La noche del 26 de julio en Teziutlán, Puebla, Geraldine “N” fue atacada por el simple hecho de existir como ella es: mujer trans.
Lo que debía ser una cita se convirtió en pesadilla. El agresor la golpeó y, al descubrir su identidad, decidió castigarla… lanzándola a un barranco de más de 50 metros.
Sí, sobrevivió. Su cuerpo resistió. Pero ¿cuántas más no lo logran? ¿Cuántas siguen cayendo sin que el país las nombre?
Geraldine está estable, pero vive con las cicatrices de un odio que no descansa.
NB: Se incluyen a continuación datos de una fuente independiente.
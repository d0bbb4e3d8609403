//! Path decomposition for placeholder resolution
//!
//! All functions here work on the string form of a path. The substitution
//! engine needs exact string semantics (prefix stripping, last-separator
//! splits) rather than `std::path` normalization, so these stay at the
//! string level on purpose.

/// Sentinel standing in for an unresolved or erroneous value.
pub const UNKNOWN: &str = "Unknown";

/// Platform path separator used when decomposing.
pub const SEPARATOR: char = std::path::MAIN_SEPARATOR;

/// Path relative to `root`, with the prefix and one separator removed.
/// Returns [`UNKNOWN`] when `root` is not a prefix of `file`.
pub fn relative_to(file: &str, root: &str) -> String {
    if file.starts_with(root) {
        file.get(root.len() + 1..).unwrap_or("").to_string()
    } else {
        UNKNOWN.to_string()
    }
}

/// Substring after the last separator, or `None` when the path has no
/// separator at all.
pub fn basename(path: &str) -> Option<&str> {
    path.rfind(SEPARATOR).map(|i| &path[i + 1..])
}

/// Splits a basename at its last `.` into (stem, extension-with-dot).
/// The extension is empty when there is no dot.
pub fn split_extension(basename: &str) -> (&str, &str) {
    match basename.rfind('.') {
        Some(i) => (&basename[..i], &basename[i..]),
        None => (basename, ""),
    }
}

/// `path` with the trailing separator and `basename` removed.
pub fn dirname<'a>(path: &'a str, basename: &str) -> &'a str {
    &path[..path.len().saturating_sub(basename.len() + 1)]
}

/// `relative` with the trailing separator and `basename` removed, but only
/// when `relative` actually ends with `basename`; otherwise `relative`
/// unchanged (it may be the [`UNKNOWN`] sentinel).
pub fn relative_dirname<'a>(relative: &'a str, basename: &str) -> &'a str {
    if relative.ends_with(basename) {
        &relative[..relative.len().saturating_sub(basename.len() + 1)]
    } else {
        relative
    }
}

/// Every derivation of the current file computed once per substitution
/// pass. `None` fields mean the derivation is not available for this path
/// (no separator), and the matching placeholders are left unexpanded.
#[derive(Debug, Clone)]
pub struct FileParts {
    pub file: String,
    pub relative_file: String,
    pub basename: Option<String>,
    pub basename_no_extension: Option<String>,
    pub extname: Option<String>,
    pub dirname: Option<String>,
    pub relative_dirname: Option<String>,
}

impl FileParts {
    /// `relative_file` is supplied by the caller because choosing the
    /// workspace root can involve error reporting.
    pub fn derive(file: &str, relative_file: String) -> Self {
        match basename(file) {
            None => Self {
                file: file.to_string(),
                relative_file,
                basename: None,
                basename_no_extension: None,
                extname: None,
                dirname: None,
                relative_dirname: None,
            },
            Some(base) => {
                let (stem, ext) = split_extension(base);
                let dir = dirname(file, base).to_string();
                let rel_dir = relative_dirname(&relative_file, base).to_string();
                Self {
                    file: file.to_string(),
                    relative_file,
                    basename: Some(base.to_string()),
                    basename_no_extension: Some(stem.to_string()),
                    extname: Some(ext.to_string()),
                    dirname: Some(dir),
                    relative_dirname: Some(rel_dir),
                }
            }
        }
    }
}
use std::sync::atomic::{AtomicBool, Ordering};
use std::sync::Arc;
use std::time::Duration;

use anyhow::Result;
use clap::Parser;

use watchnotify::{
    actions::ConsoleNotifier, cli::Cli, config::NotifyConfig, session::Session, subst::SystemEnv,
};

fn main() -> Result<()> {
    let cli = Cli::parse();

    if let Err(err) = cli.validate() {
        eprintln!("Error: {err}");
        std::process::exit(1);
    }

    cli.setup_logging();

    let config = match &cli.config {
        Some(path) => NotifyConfig::load(path)?,
        None => NotifyConfig::default(),
    };
    if let Err(err) = config.validate() {
        eprintln!("Error: {err}");
        std::process::exit(1);
    }

    let roots = cli.workspace_roots();
    let mut session = Session::new(roots, config, Box::new(SystemEnv), Box::new(ConsoleNotifier));
    session.start()?;

    let running = Arc::new(AtomicBool::new(true));
    let r = running.clone();
    ctrlc::set_handler(move || {
        r.store(false, Ordering::SeqCst);
    })?;

    while running.load(Ordering::SeqCst) {
        if let Some(event) = session.poll(Duration::from_millis(100)) {
            session.handle(&event);
        }
    }

    tracing::info!("shutting down");
    Ok(())
}
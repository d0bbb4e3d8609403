//! `${...}` placeholder matching
//!
//! A placeholder pattern is a name, optionally embedding a regex with at
//! most one capturing group (e.g. `env:(.+?)`). The matcher wraps it in
//! the literal `${` / `}` frame and rewrites every non-overlapping
//! occurrence left to right.

use regex::{Captures, Regex};

/// Compiles the frame around a placeholder name pattern.
pub fn placeholder_regex(name_pattern: &str) -> Result<Regex, regex::Error> {
    Regex::new(&format!(r"\$\{{{name_pattern}\}}"))
}

/// Replaces every occurrence, invoking `replacement` with the full match
/// and the capture (when the pattern has one). No match returns the text
/// unchanged.
pub fn replace_all<F>(re: &Regex, text: &str, mut replacement: F) -> String
where
    F: FnMut(&str, Option<&str>) -> String,
{
    re.replace_all(text, |caps: &Captures<'_>| {
        let full = caps.get(0).map_or("", |m| m.as_str());
        let capture = caps.get(1).map(|m| m.as_str());
        replacement(full, capture)
    })
    .into_owned()
}

/// Literal replacement for every occurrence. Routed through the closure
/// form so `$` in the replacement stays literal.
pub fn replace_literal(re: &Regex, text: &str, replacement: &str) -> String {
    replace_all(re, text, |_, _| replacement.to_string())
}
//! Action dispatch and host sinks
//!
//! The dispatcher walks a declared action list strictly in order: show or
//! remove a status-bar indicator, emit a substituted notification. The
//! host surfaces live behind two narrow traits so the dispatch and
//! substitution logic carries no host dependency.

use std::collections::HashMap;

use crate::config::Action;
use crate::subst::{SubstitutionContext, SubstitutionEngine};

/// User-visible message surface.
pub trait NotificationSink {
    fn info(&self, message: &str);
    fn error(&self, message: &str);
}

/// Renders messages through the tracing subscriber.
pub struct ConsoleNotifier;

impl NotificationSink for ConsoleNotifier {
    fn info(&self, message: &str) {
        tracing::info!("{message}");
    }

    fn error(&self, message: &str) {
        tracing::error!("{message}");
    }
}

/// Style fields applied to an indicator. Absent fields leave the current
/// value untouched.
#[derive(Debug, Clone, Copy, Default)]
pub struct IndicatorUpdate<'a> {
    pub background_color: Option<&'a str>,
    pub color: Option<&'a str>,
    pub name: Option<&'a str>,
    pub text: Option<&'a str>,
    pub tooltip: Option<&'a str>,
}

impl<'a> IndicatorUpdate<'a> {
    pub fn from_action(action: &'a Action) -> Self {
        Self {
            background_color: action.background_color.as_deref(),
            color: action.color.as_deref(),
            name: action.name.as_deref(),
            text: action.text.as_deref(),
            tooltip: action.tooltip.as_deref(),
        }
    }
}

/// Persistent indicator surface keyed by id.
pub trait IndicatorSink {
    /// Creates or reuses the indicator, merges the update, makes it
    /// visible.
    fn show(&mut self, id: &str, update: &IndicatorUpdate<'_>);
    /// Hides and disposes the indicator; a later `show` with the same id
    /// starts from a fresh one.
    fn remove(&mut self, id: &str);
}

#[derive(Debug, Clone, Default, PartialEq, Eq)]
pub struct StatusItem {
    pub background_color: Option<String>,
    pub color: Option<String>,
    pub name: Option<String>,
    pub text: Option<String>,
    pub tooltip: Option<String>,
    pub visible: bool,
}

/// In-memory indicator registry. The one shared mutable resource of the
/// dispatcher; only ever touched sequentially from one event's action
/// list.
#[derive(Debug, Default)]
pub struct StatusBar {
    items: HashMap<String, StatusItem>,
}

impl StatusBar {
    pub fn new() -> Self {
        Self::default()
    }

    pub fn item(&self, id: &str) -> Option<&StatusItem> {
        self.items.get(id)
    }

    pub fn contains(&self, id: &str) -> bool {
        self.items.contains_key(id)
    }

    pub fn len(&self) -> usize {
        self.items.len()
    }

    pub fn is_empty(&self) -> bool {
        self.items.is_empty()
    }
}

impl IndicatorSink for StatusBar {
    fn show(&mut self, id: &str, update: &IndicatorUpdate<'_>) {
        let item = self.items.entry(id.to_string()).or_default();
        if let Some(value) = update.background_color {
            item.background_color = Some(value.to_string());
        }
        if let Some(value) = update.color {
            item.color = Some(value.to_string());
        }
        if let Some(value) = update.name {
            item.name = Some(value.to_string());
        }
        if let Some(value) = update.text {
            item.text = Some(value.to_string());
        }
        if let Some(value) = update.tooltip {
            item.tooltip = Some(value.to_string());
        }
        item.visible = true;
        tracing::debug!(id, text = item.text.as_deref().unwrap_or(""), "status item shown");
    }

    fn remove(&mut self, id: &str) {
        if self.items.remove(id).is_some() {
            tracing::debug!(id, "status item removed");
        }
    }
}

/// Processes one action list in declared order. A failure inside one
/// action (an unresolved placeholder, a missing workspace) never stops
/// the later actions.
pub fn run_actions(
    list: &[Action],
    engine: &SubstitutionEngine,
    ctx: &SubstitutionContext<'_>,
    indicators: &mut dyn IndicatorSink,
    notifier: &dyn NotificationSink,
) {
    for action in list {
        if let Some(id) = &action.show_status_bar_item {
            indicators.show(id, &IndicatorUpdate::from_action(action));
        }
        if let Some(id) = &action.remove_status_bar_item {
            indicators.remove(id);
        }
        if let Some(template) = &action.notify {
            if let Some(message) = engine.expand(template, ctx, notifier) {
                notifier.info(&message);
            }
        }
    }
}
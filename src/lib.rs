//! Channel archiver: walks a Discord channel's full message history and
//! produces durable local artifacts (JSON, XLSX, per-year text reports)
//! with best-effort attachment downloads and resumable progress.

pub mod config;
pub mod error;
pub mod export;
pub mod history;
pub mod platform;
pub mod state;

pub use error::{ExportError, Result};

/// A resolved channel, as reported by the platform.
#[derive(Debug, Clone)]
pub struct ChannelInfo {
    pub id: u64,
    pub name: String,
}

/// One message pulled from channel history.
#[derive(Debug, Clone)]
pub struct ChatMessage {
    pub id: u64,
    /// UTC creation time.
    pub timestamp: chrono::DateTime<chrono::Utc>,
    pub author_id: u64,
    pub author: String,
    pub content: String,
    pub attachments: Vec<Attachment>,
}

/// An attachment hanging off a message.
#[derive(Debug, Clone)]
pub struct Attachment {
    pub id: u64,
    pub filename: String,
    pub url: String,
    pub size_bytes: u64,
}
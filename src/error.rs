//! Error taxonomy for an export run.

/// Crate-wide result alias.
pub type Result<T, E = ExportError> = std::result::Result<T, E>;

/// Failures that can surface during an export run.
///
/// Only `ChannelNotFound` and `Other` abort a run. Attachment and emitter
/// failures are contained where they happen and logged; they never carry
/// past their component.
#[derive(Debug, thiserror::Error)]
pub enum ExportError {
    /// The channel id did not resolve. Fatal: nothing is written.
    #[error("channel {0} not found")]
    ChannelNotFound(u64),

    /// The operator answered "no" at the confirmation gate.
    #[error("export declined by operator")]
    ConfirmationDeclined,

    /// The confirmation window elapsed without a qualifying reply.
    #[error("confirmation timed out")]
    ConfirmationTimeout,

    /// A platform API call failed (history page, message post, download).
    #[error("platform request failed: {0}")]
    Platform(#[from] reqwest::Error),

    /// Catch-all for anything the orchestrator did not classify.
    #[error(transparent)]
    Other(#[from] anyhow::Error),
}

impl ExportError {
    /// True for the two clean-abort outcomes of the confirmation gate.
    /// They differ only in logging; the user sees the same cancellation.
    pub fn is_cancellation(&self) -> bool {
        matches!(
            self,
            ExportError::ConfirmationDeclined | ExportError::ConfirmationTimeout
        )
    }
}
“Esto no es un caso aislado”, dijo la diputada trans Cinthya Chumacero. Es un patrón. Es México.
Puebla suma dos ataques contra personas LGBT+ en menos de un mes. El país aún no reconoce los transfeminicidios como delito autónomo.
Y la impunidad sigue siendo más estable que la justicia.
Ella no cayó sola. Cayeron con ella nuestras promesas, nuestras leyes, nuestras marchas, nuestras velas encendidas.
Cayó el silencio de un Estado que aún se niega a mirar a los ojos de las víctimas.
Hoy Geraldine vive. Y eso basta para gritar.
Porque resistir no debería doler tanto.